§ **Exercise details**:
In the entries below, spot each line with the word "after" and copy it.

___ The data

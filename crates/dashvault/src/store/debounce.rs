//! Per-user write coalescing.
//!
//! Each user has at most one pending write. Scheduling a new one replaces
//! the record and restarts the timer, so only the last record of a burst is
//! written. Timers run as tasks on the ambient tokio runtime; a generation
//! number tells a woken timer whether it was superseded while it slept.
//!
//! Every user also has a write gate. A timer holds it from the moment it
//! claims its record until the write returns, and [`PendingWrites::claim`]
//! takes it before discarding the pending entry. A cancelled or superseded
//! record therefore never lands after the write that replaced it.

use std::collections::HashMap;
use std::sync::atomic::{AtomicU64, Ordering};
use std::sync::{Arc, Mutex, MutexGuard, PoisonError};
use std::time::Duration;

use tokio::runtime::Handle;
use tokio::task::JoinHandle;

use crate::record::UserRecord;

#[derive(Debug)]
struct PendingWrite {
    generation: u64,
    record: UserRecord,
    timer: JoinHandle<()>,
}

#[derive(Debug, Default)]
struct Shared {
    entries: Mutex<HashMap<String, PendingWrite>>,
    gates: Mutex<HashMap<String, Arc<Mutex<()>>>>,
}

impl Shared {
    fn entries(&self) -> MutexGuard<'_, HashMap<String, PendingWrite>> {
        self.entries.lock().unwrap_or_else(PoisonError::into_inner)
    }

    fn gate(&self, user_id: &str) -> Arc<Mutex<()>> {
        let mut gates = self.gates.lock().unwrap_or_else(PoisonError::into_inner);
        Arc::clone(gates.entry(user_id.to_string()).or_default())
    }
}

fn hold(gate: &Mutex<()>) -> MutexGuard<'_, ()> {
    gate.lock().unwrap_or_else(PoisonError::into_inner)
}

/// Pending debounced writes, keyed by user id.
#[derive(Debug, Default)]
pub(crate) struct PendingWrites {
    shared: Arc<Shared>,
    generation: AtomicU64,
}

impl PendingWrites {
    /// Schedule `record` to be handed to `write` after `delay`, replacing
    /// any write already pending for `user_id`.
    ///
    /// Returns the record back when no tokio runtime is available, in which
    /// case nothing was scheduled.
    pub(crate) fn schedule<F>(
        &self,
        user_id: &str,
        record: UserRecord,
        delay: Duration,
        write: F,
    ) -> Result<(), UserRecord>
    where
        F: FnOnce(&str, UserRecord) + Send + 'static,
    {
        let Ok(runtime) = Handle::try_current() else {
            return Err(record);
        };

        let generation = self.generation.fetch_add(1, Ordering::Relaxed) + 1;
        let shared = Arc::clone(&self.shared);
        let key = user_id.to_string();

        // Held across spawn so the timer cannot observe the map before the
        // new entry is in place.
        let mut map = self.shared.entries();
        if let Some(previous) = map.remove(user_id) {
            previous.timer.abort();
        }

        let timer = runtime.spawn(async move {
            tokio::time::sleep(delay).await;
            // No await below this point: the gate is a blocking lock.
            let gate = shared.gate(&key);
            let _held = hold(&gate);
            let due = {
                let mut map = shared.entries();
                match map.get(&key) {
                    Some(pending) if pending.generation == generation => {
                        map.remove(&key).map(|pending| pending.record)
                    }
                    _ => None,
                }
            };
            if let Some(record) = due {
                write(&key, record);
            }
        });

        map.insert(
            user_id.to_string(),
            PendingWrite {
                generation,
                record,
                timer,
            },
        );
        Ok(())
    }

    /// Take the user's write gate, remove any pending write, and run `f`
    /// with the removed record while the gate is still held.
    ///
    /// Waits for a timer that is writing for this user to finish first, so
    /// whatever `f` writes lands after it.
    pub(crate) fn claim<T>(&self, user_id: &str, f: impl FnOnce(Option<UserRecord>) -> T) -> T {
        let gate = self.shared.gate(user_id);
        let _held = hold(&gate);
        let pending = self.shared.entries().remove(user_id).map(|pending| {
            pending.timer.abort();
            pending.record
        });
        f(pending)
    }

    /// Drop the pending write for `user_id`. Returns whether one existed.
    #[cfg(test)]
    pub(crate) fn cancel(&self, user_id: &str) -> bool {
        self.claim(user_id, |pending| pending.is_some())
    }

    /// User ids with a write pending, sorted.
    pub(crate) fn user_ids(&self) -> Vec<String> {
        let mut ids: Vec<String> = self.shared.entries().keys().cloned().collect();
        ids.sort();
        ids
    }

    pub(crate) fn contains(&self, user_id: &str) -> bool {
        self.shared.entries().contains_key(user_id)
    }

    pub(crate) fn len(&self) -> usize {
        self.shared.entries().len()
    }
}

impl Drop for PendingWrites {
    fn drop(&mut self) {
        for (_, pending) in self.shared.entries().drain() {
            pending.timer.abort();
        }
    }
}
/// A location tracked by the weather viewer.
#[derive(Debug, Clone, PartialEq, Serialize, Deserialize)]
#[serde(rename_all = "camelCase")]
pub struct LocationRef {
    /// Stable identifier.
    pub id: String,
    /// Display name.
    pub name: String,
    /// Country, when the geocoder reported one.
    #[serde(default, skip_serializing_if = "Option::is_none")]
    pub country: Option<String>,
    /// Latitude in degrees.
    pub lat: f64,
    /// Longitude in degrees.
    pub lon: f64,
}

/// A business listing the user saved or blacklisted.
#[derive(Debug, Clone, PartialEq, Serialize, Deserialize)]
#[serde(rename_all = "camelCase")]
pub struct BusinessRecord {
    /// Stable identifier.
    pub id: String,
    /// Business name.
    pub name: String,
    /// What the business does.
    pub specialization: String,
    /// Website, `null` when the business has none.
    pub website: Option<String>,
    /// Phone number.
    pub contact_number: String,
    /// Street address.
    #[serde(default, skip_serializing_if = "Option::is_none")]
    pub address: Option<String>,
    /// Contact email.
    #[serde(default, skip_serializing_if = "Option::is_none")]
    pub email: Option<String>,
    /// Free-form description.
    #[serde(default, skip_serializing_if = "Option::is_none")]
    pub description: Option<String>,
    /// Listing category.
    pub category: String,
    /// When the listing was last refreshed.
    pub last_updated: DateTime<Utc>,
}

/// Result of the most recent network speed test.
#[derive(Debug, Clone, PartialEq, Serialize, Deserialize)]
#[serde(rename_all = "camelCase")]
pub struct NetworkSpeedTest {
    /// Download throughput in Mbps.
    pub download_speed: f64,
    /// Upload throughput in Mbps.
    pub upload_speed: f64,
    /// Round-trip latency in milliseconds.
    pub ping: f64,
    /// Latency jitter in milliseconds.
    pub jitter: f64,
    /// When the test ran.
    pub timestamp: DateTime<Utc>,
    /// How long the test took, in seconds.
    pub test_duration: f64,
}

impl UserRecord {
    /// The theme in effect: the stored preference, else [`Theme::DEFAULT`].
    #[must_use]
    pub fn effective_theme(&self) -> Theme {
        self.theme.unwrap_or(Theme::DEFAULT)
    }

    /// Switch to the other theme and remember it. Returns the new theme.
    pub fn toggle_theme(&mut self) -> Theme {
        let theme = self.effective_theme().toggled();
        self.theme = Some(theme);
        theme
    }

    /// Parse and validate a stored or imported JSON document.
    ///
    /// # Errors
    ///
    /// Returns an error if the document is not JSON of the expected shape or
    /// if any nested entry fails validation.
    pub fn from_json(raw: &str) -> Result<Self> {
        let record: Self = serde_json::from_str(raw)?;
        record.validate()?;
        Ok(record)
    }

    /// Serialize to the compact form written to storage.
    ///
    /// # Errors
    ///
    /// Returns an error if serialization fails.
    pub fn to_json(&self) -> Result<String> {
        Ok(serde_json::to_string(self)?)
    }

    /// Serialize to the indented form used for exports.
    ///
    /// # Errors
    ///
    /// Returns an error if serialization fails.
    pub fn to_json_pretty(&self) -> Result<String> {
        Ok(serde_json::to_string_pretty(self)?)
    }

    /// Check every nested entry.
    ///
    /// # Errors
    ///
    /// Returns the first validation failure found.
    pub fn validate(&self) -> Result<()> {
        for location in &self.weather_locations {
            location.validate()?;
        }
        for business in self.saved_businesses.iter().chain(&self.blacklisted_businesses) {
            business.validate()?;
        }
        for medication in &self.medications {
            medication.validate()?;
        }
        for card in &self.dashboard_cards {
            card.validate()?;
        }
        if let Some(test) = &self.network_speed_test {
            test.validate()?;
        }
        Ok(())
    }

    /// Merge observed flight ids, counting only ones not seen before.
    ///
    /// Returns how many ids were new. `flight_count` grows by exactly that.
    pub fn track_flights<I, S>(&mut self, ids: I) -> u64
    where
        I: IntoIterator<Item = S>,
        S: Into<String>,
    {
        let mut added = 0;
        for id in ids {
            if self.tracked_flight_ids.insert(id.into()) {
                added += 1;
            }
        }
        self.flight_count += added;
        added
    }

    /// Add a weather location, replacing any existing one with the same id.
    ///
    /// # Errors
    ///
    /// Returns an error if the location fails validation.
    pub fn add_location(&mut self, location: LocationRef) -> Result<()> {
        location.validate()?;
        match self
            .weather_locations
            .iter_mut()
            .find(|existing| existing.id == location.id)
        {
            Some(existing) => *existing = location,
            None => self.weather_locations.push(location),
        }
        Ok(())
    }

    /// Remove a weather location. Returns whether it was present.
    pub fn remove_location(&mut self, id: &str) -> bool {
        let before = self.weather_locations.len();
        self.weather_locations.retain(|location| location.id != id);
        self.weather_locations.len() != before
    }

    /// Save businesses, skipping ids already saved. Returns how many were added.
    pub fn save_businesses(&mut self, businesses: impl IntoIterator<Item = BusinessRecord>) -> usize {
        append_unique(&mut self.saved_businesses, businesses)
    }

    /// Blacklist businesses, skipping ids already blacklisted. Returns how many were added.
    pub fn blacklist_businesses(
        &mut self,
        businesses: impl IntoIterator<Item = BusinessRecord>,
    ) -> usize {
        append_unique(&mut self.blacklisted_businesses, businesses)
    }

    /// Remove a saved business. Returns whether it was present.
    pub fn remove_saved_business(&mut self, id: &str) -> bool {
        let before = self.saved_businesses.len();
        self.saved_businesses.retain(|b| b.id != id);
        self.saved_businesses.len() != before
    }

    /// Remove a blacklisted business. Returns whether it was present.
    pub fn remove_blacklisted_business(&mut self, id: &str) -> bool {
        let before = self.blacklisted_businesses.len();
        self.blacklisted_businesses.retain(|b| b.id != id);
        self.blacklisted_businesses.len() != before
    }

    /// Whether a business with this name is blacklisted (case-insensitive).
    #[must_use]
    pub fn is_blacklisted(&self, name: &str) -> bool {
        let name = name.to_lowercase();
        self.blacklisted_businesses
            .iter()
            .any(|b| b.name.to_lowercase() == name)
    }
}
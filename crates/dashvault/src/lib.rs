//! `dashvault` - Per-user dashboard data store
//!
//! This library keeps the data a personal dashboard remembers for each user
//! (tracked flights, weather locations, saved businesses, medications, card
//! layout and preferences) as one JSON record per user in a key-value
//! substrate, with debounced writes and migration of pre-account data.
//!
//! ```
//! use std::sync::Arc;
//! use dashvault::{KeyValueStore, MemoryStore, UserDataStore};
//!
//! let substrate: Arc<dyn KeyValueStore> = Arc::new(MemoryStore::new());
//! let store = UserDataStore::new(substrate);
//!
//! let record = store
//!     .update_user_data("alice", |r| {
//!         r.track_flights(["EZY123", "RYR456"]);
//!     })
//!     .unwrap();
//! assert_eq!(record.flight_count, 2);
//! ```

#![warn(missing_docs)]
#![warn(missing_debug_implementations)]
#![deny(unsafe_code)]

pub mod accounts;
pub mod cli;
pub mod config;
pub mod error;
pub mod logging;
pub mod record;
pub mod session;
pub mod store;
pub mod substrate;

pub use accounts::{Account, Accounts, ResetToken};
pub use config::Config;
pub use error::{Error, Result};
pub use logging::init_logging;
pub use record::{
    default_cards, BusinessRecord, CardPrefab, CardRecord, CardSize, ContentType, LocationRef,
    MedicationRecord, NetworkSpeedTest, Theme, UserRecord, CARD_PREFABS,
};
pub use session::UserDataContext;
pub use store::UserDataStore;
pub use substrate::{KeyValueStore, MemoryStore, SqliteStore, SubstrateStats};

______

§ **Written answer**:
//! record therefore never lands after the write that replaced it.
    /// Schedule `record` to be handed to `write` after `delay`, replacing
    /// whatever `f` writes lands after it.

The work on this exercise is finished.